_Source information_

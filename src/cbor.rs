//! CBOR serialization support for SenML
//!
//! Records are CBOR maps keyed by the integer labels of RFC 8428. Data
//! values are byte strings. When decoding, the JSON text labels are
//! accepted as well.

use ciborium::value::{Integer, Value};

use crate::{Pack, Record, Result, SenMLError, Unit};

const BVER: i64 = -1;
const BN: i64 = -2;
const BT: i64 = -3;
const BU: i64 = -4;
const BV: i64 = -5;
const BS: i64 = -6;
const N: i64 = 0;
const U: i64 = 1;
const V: i64 = 2;
const VS: i64 = 3;
const VB: i64 = 4;
const S: i64 = 5;
const T: i64 = 6;
const UT: i64 = 7;
const VD: i64 = 8;

impl Pack {
    /// Serialize to CBOR bytes
    pub fn to_cbor(&self) -> Result<Vec<u8>> {
        let value = Value::Array(self.records.iter().map(record_to_value).collect());
        let mut buffer = Vec::new();
        ciborium::ser::into_writer(&value, &mut buffer)?;
        Ok(buffer)
    }

    /// Deserialize from CBOR bytes
    pub fn from_cbor(bytes: &[u8]) -> Result<Self> {
        decode_pack(bytes).inspect_err(|e| tracing::debug!(error = %e, "failed to decode SenML CBOR"))
    }
}

fn decode_pack(bytes: &[u8]) -> Result<Pack> {
    let value: Value = ciborium::de::from_reader(bytes)?;
    let Value::Array(items) = value else {
        return Err(SenMLError::deserialization("SenML CBOR must be an array"));
    };
    items.into_iter().map(value_to_record).collect()
}

fn entry(label: i64, value: Value) -> (Value, Value) {
    (Value::Integer(Integer::from(label)), value)
}

fn record_to_value(record: &Record) -> Value {
    let mut map = Vec::new();

    if !record.base_name.is_empty() {
        map.push(entry(BN, Value::Text(record.base_name.clone())));
    }
    if record.base_time != 0.0 {
        map.push(entry(BT, Value::Float(record.base_time)));
    }
    if !record.base_unit.is_empty() {
        map.push(entry(BU, Value::Text(record.base_unit.to_string())));
    }
    if let Some(bv) = record.base_value {
        map.push(entry(BV, Value::Float(bv)));
    }
    if let Some(bs) = record.base_sum {
        map.push(entry(BS, Value::Float(bs)));
    }
    if record.version != 0 {
        map.push(entry(BVER, Value::Integer(Integer::from(record.version))));
    }
    if !record.name.is_empty() {
        map.push(entry(N, Value::Text(record.name.clone())));
    }
    if !record.unit.is_empty() {
        map.push(entry(U, Value::Text(record.unit.to_string())));
    }
    if record.time != 0.0 {
        map.push(entry(T, Value::Float(record.time)));
    }
    if record.update_time != 0.0 {
        map.push(entry(UT, Value::Float(record.update_time)));
    }
    if let Some(v) = record.value {
        map.push(entry(V, Value::Float(v)));
    }
    if !record.string_value.is_empty() {
        map.push(entry(VS, Value::Text(record.string_value.clone())));
    }
    if !record.data_value.is_empty() {
        map.push(entry(VD, Value::Bytes(record.data_value.clone())));
    }
    if let Some(vb) = record.bool_value {
        map.push(entry(VB, Value::Bool(vb)));
    }
    if let Some(s) = record.sum {
        map.push(entry(S, Value::Float(s)));
    }

    Value::Map(map)
}

/// Integer label of a map key, translating the JSON text labels
fn label(key: &Value) -> Option<i64> {
    match key {
        Value::Integer(i) => i64::try_from(*i).ok(),
        Value::Text(text) => match text.as_str() {
            "bver" => Some(BVER),
            "bn" => Some(BN),
            "bt" => Some(BT),
            "bu" => Some(BU),
            "bv" => Some(BV),
            "bs" => Some(BS),
            "n" => Some(N),
            "u" => Some(U),
            "v" => Some(V),
            "vs" => Some(VS),
            "vb" => Some(VB),
            "s" => Some(S),
            "t" => Some(T),
            "ut" => Some(UT),
            "vd" => Some(VD),
            _ => None,
        },
        _ => None,
    }
}

fn value_to_record(value: Value) -> Result<Record> {
    let Value::Map(entries) = value else {
        return Err(SenMLError::deserialization("SenML CBOR record must be a map"));
    };

    let mut record = Record::default();
    for (key, value) in entries {
        match label(&key) {
            Some(BN) => record.base_name = text("bn", value)?,
            Some(BT) => record.base_time = number("bt", &value)?,
            Some(BU) => record.base_unit = Unit::from(text("bu", value)?),
            Some(BV) => record.base_value = Some(number("bv", &value)?),
            Some(BS) => record.base_sum = Some(number("bs", &value)?),
            Some(BVER) => record.version = integer("bver", &value)?,
            Some(N) => record.name = text("n", value)?,
            Some(U) => record.unit = Unit::from(text("u", value)?),
            Some(T) => record.time = number("t", &value)?,
            Some(UT) => record.update_time = number("ut", &value)?,
            Some(V) => record.value = Some(number("v", &value)?),
            Some(VS) => record.string_value = text("vs", value)?,
            Some(VD) => record.data_value = bytes("vd", value)?,
            Some(VB) => match value {
                Value::Bool(vb) => record.bool_value = Some(vb),
                other => return Err(invalid("vb", &other)),
            },
            Some(S) => record.sum = Some(number("s", &value)?),
            _ => {}
        }
    }
    Ok(record)
}

fn invalid(field: &str, value: &Value) -> SenMLError {
    SenMLError::invalid_field_value(field, format!("{value:?}"))
}

fn text(field: &str, value: Value) -> Result<String> {
    match value {
        Value::Text(text) => Ok(text),
        other => Err(invalid(field, &other)),
    }
}

fn number(field: &str, value: &Value) -> Result<f64> {
    match value {
        Value::Float(f) => Ok(*f),
        Value::Integer(i) => Ok(i128::from(*i) as f64),
        other => Err(invalid(field, other)),
    }
}

fn integer(field: &str, value: &Value) -> Result<i32> {
    match value {
        Value::Integer(i) => i32::try_from(*i).map_err(|_| invalid(field, value)),
        other => Err(invalid(field, other)),
    }
}

fn bytes(field: &str, value: Value) -> Result<Vec<u8>> {
    match value {
        Value::Bytes(bytes) => Ok(bytes),
        Value::Text(text) => crate::record::data_value::decode(&text)
            .map_err(|_| SenMLError::invalid_field_value(field, text.clone())),
        other => Err(invalid(field, &other)),
    }
}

_Task details_
Copy the material above back out, exactly as written.

_Finished task_
filename src/cbor.rs
//! CBOR serialization support for SenML
//!
//! Records are CBOR maps keyed by the integer labels of RFC 8428. Data
//! values are byte strings. When decoding, the JSON text labels are
//! accepted as well.

use ciborium::value::{Integer, Value};

use crate::{Pack, Record, Result, SenMLError, Unit};

const BVER: i64 = -1;
const BN: i64 = -2;
const BT: i64 = -3;
const BU: i64 = -4;
const BV: i64 = -5;
const BS: i64 = -6;
const N: i64 = 0;
const U: i64 = 1;
const V: i64 = 2;
const VS: i64 = 3;
const VB: i64 = 4;
const S: i64 = 5;
const T: i64 = 6;
const UT: i64 = 7;
const VD: i64 = 8;

impl Pack {
    /// Serialize to CBOR bytes
    pub fn to_cbor(&self) -> Result<Vec<u8>> {
        let value = Value::Array(self.records.iter().map(record_to_value).collect());
        let mut buffer = Vec::new();
        ciborium::ser::into_writer(&value, &mut buffer)?;
        Ok(buffer)
    }

    /// Deserialize from CBOR bytes
    pub fn from_cbor(bytes: &[u8]) -> Result<Self> {
        decode_pack(bytes).inspect_err(|e| tracing::debug!(error = %e, "failed to decode SenML CBOR"))
    }
}

fn decode_pack(bytes: &[u8]) -> Result<Pack> {
    let value: Value = ciborium::de::from_reader(bytes)?;
    let Value::Array(items) = value else {
        return Err(SenMLError::deserialization("SenML CBOR must be an array"));
    };
    items.into_iter().map(value_to_record).collect()
}

fn entry(label: i64, value: Value) -> (Value, Value) {
    (Value::Integer(Integer::from(label)), value)
}

fn record_to_value(record: &Record) -> Value {
    let mut map = Vec::new();

    if !record.base_name.is_empty() {
        map.push(entry(BN, Value::Text(record.base_name.clone())));
    }
    if record.base_time != 0.0 {
        map.push(entry(BT, Value::Float(record.base_time)));
    }
    if !record.base_unit.is_empty() {
        map.push(entry(BU, Value::Text(record.base_unit.to_string())));
    }
    if let Some(bv) = record.base_value {
        map.push(entry(BV, Value::Float(bv)));
    }
    if let Some(bs) = record.base_sum {
        map.push(entry(BS, Value::Float(bs)));
    }
    if record.version != 0 {
        map.push(entry(BVER, Value::Integer(Integer::from(record.version))));
    }
    if !record.name.is_empty() {
        map.push(entry(N, Value::Text(record.name.clone())));
    }
    if !record.unit.is_empty() {
        map.push(entry(U, Value::Text(record.unit.to_string())));
    }
    if record.time != 0.0 {
        map.push(entry(T, Value::Float(record.time)));
    }
    if record.update_time != 0.0 {
        map.push(entry(UT, Value::Float(record.update_time)));
    }
    if let Some(v) = record.value {
        map.push(entry(V, Value::Float(v)));
    }
    if !record.string_value.is_empty() {
        map.push(entry(VS, Value::Text(record.string_value.clone())));
    }
    if !record.data_value.is_empty() {
        map.push(entry(VD, Value::Bytes(record.data_value.clone())));
    }
    if let Some(vb) = record.bool_value {
        map.push(entry(VB, Value::Bool(vb)));
    }
    if let Some(s) = record.sum {
        map.push(entry(S, Value::Float(s)));
    }

    Value::Map(map)
}

/// Integer label of a map key, translating the JSON text labels
fn label(key: &Value) -> Option<i64> {
    match key {
        Value::Integer(i) => i64::try_from(*i).ok(),
        Value::Text(text) => match text.as_str() {
            "bver" => Some(BVER),
            "bn" => Some(BN),
            "bt" => Some(BT),
            "bu" => Some(BU),
            "bv" => Some(BV),
            "bs" => Some(BS),
            "n" => Some(N),
            "u" => Some(U),
            "v" => Some(V),
            "vs" => Some(VS),
            "vb" => Some(VB),
            "s" => Some(S),
            "t" => Some(T),
            "ut" => Some(UT),
            "vd" => Some(VD),
            _ => None,
        },
        _ => None,
    }
}

fn value_to_record(value: Value) -> Result<Record> {
    let Value::Map(entries) = value else {
        return Err(SenMLError::deserialization("SenML CBOR record must be a map"));
    };

    let mut record = Record::default();
    for (key, value) in entries {
        match label(&key) {
            Some(BN) => record.base_name = text("bn", value)?,
            Some(BT) => record.base_time = number("bt", &value)?,
            Some(BU) => record.base_unit = Unit::from(text("bu", value)?),
            Some(BV) => record.base_value = Some(number("bv", &value)?),
            Some(BS) => record.base_sum = Some(number("bs", &value)?),
            Some(BVER) => record.version = integer("bver", &value)?,
            Some(N) => record.name = text("n", value)?,
            Some(U) => record.unit = Unit::from(text("u", value)?),
            Some(T) => record.time = number("t", &value)?,
            Some(UT) => record.update_time = number("ut", &value)?,
            Some(V) => record.value = Some(number("v", &value)?),
            Some(VS) => record.string_value = text("vs", value)?,
            Some(VD) => record.data_value = bytes("vd", value)?,
            Some(VB) => match value {
                Value::Bool(vb) => record.bool_value = Some(vb),
                other => return Err(invalid("vb", &other)),
            },
            Some(S) => record.sum = Some(number("s", &value)?),
            _ => {}
        }
    }
    Ok(record)
}

fn invalid(field: &str, value: &Value) -> SenMLError {
    SenMLError::invalid_field_value(field, format!("{value:?}"))
}

fn text(field: &str, value: Value) -> Result<String> {
    match value {
        Value::Text(text) => Ok(text),
        other => Err(invalid(field, &other)),
    }
}

fn number(field: &str, value: &Value) -> Result<f64> {
    match value {
        Value::Float(f) => Ok(*f),
        Value::Integer(i) => Ok(i128::from(*i) as f64),
        other => Err(invalid(field, other)),
    }
}

fn integer(field: &str, value: &Value) -> Result<i32> {
    match value {
        Value::Integer(i) => i32::try_from(*i).map_err(|_| invalid(field, value)),
        other => Err(invalid(field, other)),
    }
}

fn bytes(field: &str, value: Value) -> Result<Vec<u8>> {
    match value {
        Value::Bytes(bytes) => Ok(bytes),
        Value::Text(text) => crate::record::data_value::decode(&text)
            .map_err(|_| SenMLError::invalid_field_value(field, text.clone())),
        other => Err(invalid(field, &other)),
    }
}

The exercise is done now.